Remembering James Hayward, LA’s Adored Cowboy Painter

A legendary artist, Jimmy was equally known for his magnetic personality, sense of ribald humor, and inspired storytelling.

James Hayward in his painting studio in 2015 (photo by and courtesy William Turner)

Abstract painter James Hayward died last week at the age of 82. It was a great fortune to know him, own one of his paintings, feast on his famous tri-tip, share a joint and a glass of good red wine (he was a connoisseur), and listen to his inexhaustible wellspring of anecdotes.

As much as Hayward was legendary as an LA painter, he was equally known for his magnetic personality, sense of ribald humor, unfiltered commentary, and inspired storytelling. Highly regarded among his fellow artists, his early hard-edge paintings eventually led to his signature “monochromatic abstractions,” the term he preferred to describe his oil and wax impasto works. He detested it when people referred to the luscious, thick, gooey compositions as “frosting” paintings — one would have to refrain from using the F-word in his presence.

Hayward was born in 1943 and raised in San Francisco as the oldest of three siblings. Early on, his destiny was always to be an artist, attending college to study art right after high school. He then began his long career teaching at colleges across the country, eventually settling in Southern California in the mid-1960s. 

James Hayward and the author with one of his paintings at The Pit in 2024 (photo by and courtesy Lynda Burdick)

I met Jimmy, as he was known, in the late 1980s, when he was a guest artist teaching a grad seminar at the University of Southern California. He mainly told stories — albeit with great zeal, and a fair amount of name-dropping — leaving students to wonder if this was all he was going to do. One day, he gave us an assignment, much to our surprise. Everyone was to present a lecture on an influential artist; I chose Larry Clark. During my slide lecture from Clark’s Teenage Lust series, one image infuriated Jimmy, who yelled out, “That’s not art, that’s pornography!” We became fast friends.

That’s how it was with Jimmy — he was everyone’s friend. He was very supportive of Artillery when I was editor at the LA contemporary art magazine, routinely weighing in on articles he liked, or disliked.

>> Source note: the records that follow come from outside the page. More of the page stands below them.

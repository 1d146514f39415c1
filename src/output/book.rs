//! The book record written to the output collection

use serde::{Deserialize, Deserializer, Serialize, Serializer};
use std::fmt;

/// Category written when a detail page has no third breadcrumb entry
pub const UNKNOWN_CATEGORY: &str = "Unknown";

/// Star rating of a book, 1 to 5, or absent when the page carries no
/// recognizable rating
///
/// Absence is kept distinct from a score internally. On the wire the rating
/// is a plain integer 0–5 where 0 means "no rating found".
#[derive(Debug, Clone, Copy, Default, PartialEq, Eq, Hash)]
pub struct Rating(Option<u8>);

impl Rating {
    pub const UNRATED: Rating = Rating(None);

    /// Builds a rating from a star count; anything outside 1..=5 is unrated
    pub fn new(stars: u8) -> Self {
        if (1..=5).contains(&stars) {
            Rating(Some(stars))
        } else {
            Rating(None)
        }
    }

    pub fn stars(&self) -> Option<u8> {
        self.0
    }

    /// The value as exposed to JSON consumers
    pub fn as_score(&self) -> u8 {
        self.0.unwrap_or(0)
    }
}

impl From<Option<u8>> for Rating {
    fn from(value: Option<u8>) -> Self {
        value.map(Rating::new).unwrap_or_default()
    }
}

impl fmt::Display for Rating {
    fn fmt(&self, f: &mut fmt::Formatter<'_>) -> fmt::Result {
        match self.0 {
            Some(stars) => write!(f, "{}/5", stars),
            None => f.write_str("unrated"),
        }
    }
}

impl Serialize for Rating {
    fn serialize<S: Serializer>(&self, serializer: S) -> Result<S::Ok, S::Error> {
        serializer.serialize_u8(self.as_score())
    }
}

impl<'de> Deserialize<'de> for Rating {
    fn deserialize<D: Deserializer<'de>>(deserializer: D) -> Result<Self, D::Error> {
        match Option::<u8>::deserialize(deserializer)? {
            None | Some(0) => Ok(Rating::UNRATED),
            Some(stars @ 1..=5) => Ok(Rating(Some(stars))),
            Some(other) => Err(serde::de::Error::custom(format!(
                "rating must be between 0 and 5, got {}",
                other
            ))),
        }
    }
}

/// One book, extracted from its detail page
///
/// Field names are the collection's interchange format and must not change.
#[derive(Debug, Clone, PartialEq, Serialize, Deserialize)]
pub struct Book {
    pub title: String,

    /// Raw price text including the currency symbol, e.g. "£51.77"
    pub price: String,

    pub rating: Rating,

    /// Stock status, whitespace-normalized
    pub availability: String,

    /// `None` when the page has no description; serialized as `null`
    pub description: Option<String>,

    /// Universal Product Code, unique per book
    pub upc: String,

    pub category: String,

    /// Absolute URL of the cover image
    pub image_url: String,
}

impl Book {
    /// Numeric price with currency symbols and thousands separators removed
    ///
    /// Returns None if nothing numeric remains.
    pub fn price_value(&self) -> Option<f64> {
        let digits: String = self
            .price
            .chars()
            .filter(|c| c.is_ascii_digit() || *c == '.')
            .collect();
        digits.parse().ok()
    }

    /// Description cut to at most `max_chars` characters, "…" appended when cut
    ///
    /// A missing description yields an empty string rather than an error.
    pub fn description_excerpt(&self, max_chars: usize) -> String {
        let Some(description) = self.description.as_deref() else {
            return String::new();
        };
        if description.chars().count() <= max_chars {
            return description.to_string();
        }
        let mut excerpt: String = description.chars().take(max_chars).collect();
        excerpt.push('…');
        excerpt
    }
}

If one hung around Jimmy long enough, one would eventually hear his stories about how he got screwed by the infamous (and now felonious) LA dealer Doug Chrismas. He even published a story about a dream involving Chrismas and an axe, included in his 2010 book Indiscretions. (Warning, parental discretion highly advised.)

Jimmy was a cowboy. He was tall, lanky, and handsome, always wearing a cowboy hat. He lived on a horse ranch outside of LA, with several makeshift painting studios, lush vegetable and cactus gardens, and a very cool streamline trailer that belied all trailer stereotypes. With his smooth swagger and just-got-high, shit-eating grin, Jimmy always made quite an impression entering a room. 

Though his bad-boy reputation may have preceded him, he was revered and respected as an artist, especially in the abstract and Minimalist painting canon. He rose to prominence in 1977, when he was included in the famed New York group show Less is More at Sidney Janis Gallery. He was greatly admired by and friends with art giants such as Dave Hickey, Chris Burden, Nancy Rubins, Ed Moses, and Frances Colpitt, the late art critic and writer at whose home I ran into Jimmy many times. 

Mike Kelley owned an army-green Hayward painting and told me in an interview I had with him in 2011, published in Artillery right before his tragic death in 2012, that he would be forever indebted to Jimmy for getting him his first teaching job at Minneapolis College of Art and Design. “We had the same girlfriend at the time,” Kelley said. “Jim went there and did a painting gig, and convinced them they should have a performance class, and they hired me sight unseen.”

A prolific artist who never seemed to stop painting, he would make dozens of “black” paintings, cursing anyone who dared to ask, “Aren’t they just all black?” He was circumspect about where he exhibited, maintaining his allegiance to abstraction and what he’s always described as its “pureness.” Museums around the world collect his work, along with many private collectors: In the LA area, he worked with Bennett Roberts, William Turner, The Pit, Peter Blake, and, of course, Chrismas’s ACE Gallery. But he kept the steadiest relationship with the Modernism Gallery in San Francisco. 

William Turner and James Hayward (photo by and courtesy Lynda Burdick)

Jimmy last exhibited his work in a group show at the William Turner Gallery in Santa Monica (it was in its last week when he died). I contacted Turner, a longtime close friend, who was in touch with him near the end. “Hayward’s paintings, like his writing, carried a distilled clarity — a purity of vision that could easily be mistaken for simplicity,” Turner told me. “But that simplicity was hard-won. Beneath their reductive surfaces lay a profound engagement with painting at its most essential, expressing something deeply authentic about the human spirit.”

Jimmy had a big soul with a contagious smile. He sometimes seemed avuncular, often bestowing his wisdom no matter how outrageous it might have been. But it was genuine, oftentimes hilarious, and unabashed. Los Angeles is mourning the loss of a treasured artist. He was the real deal.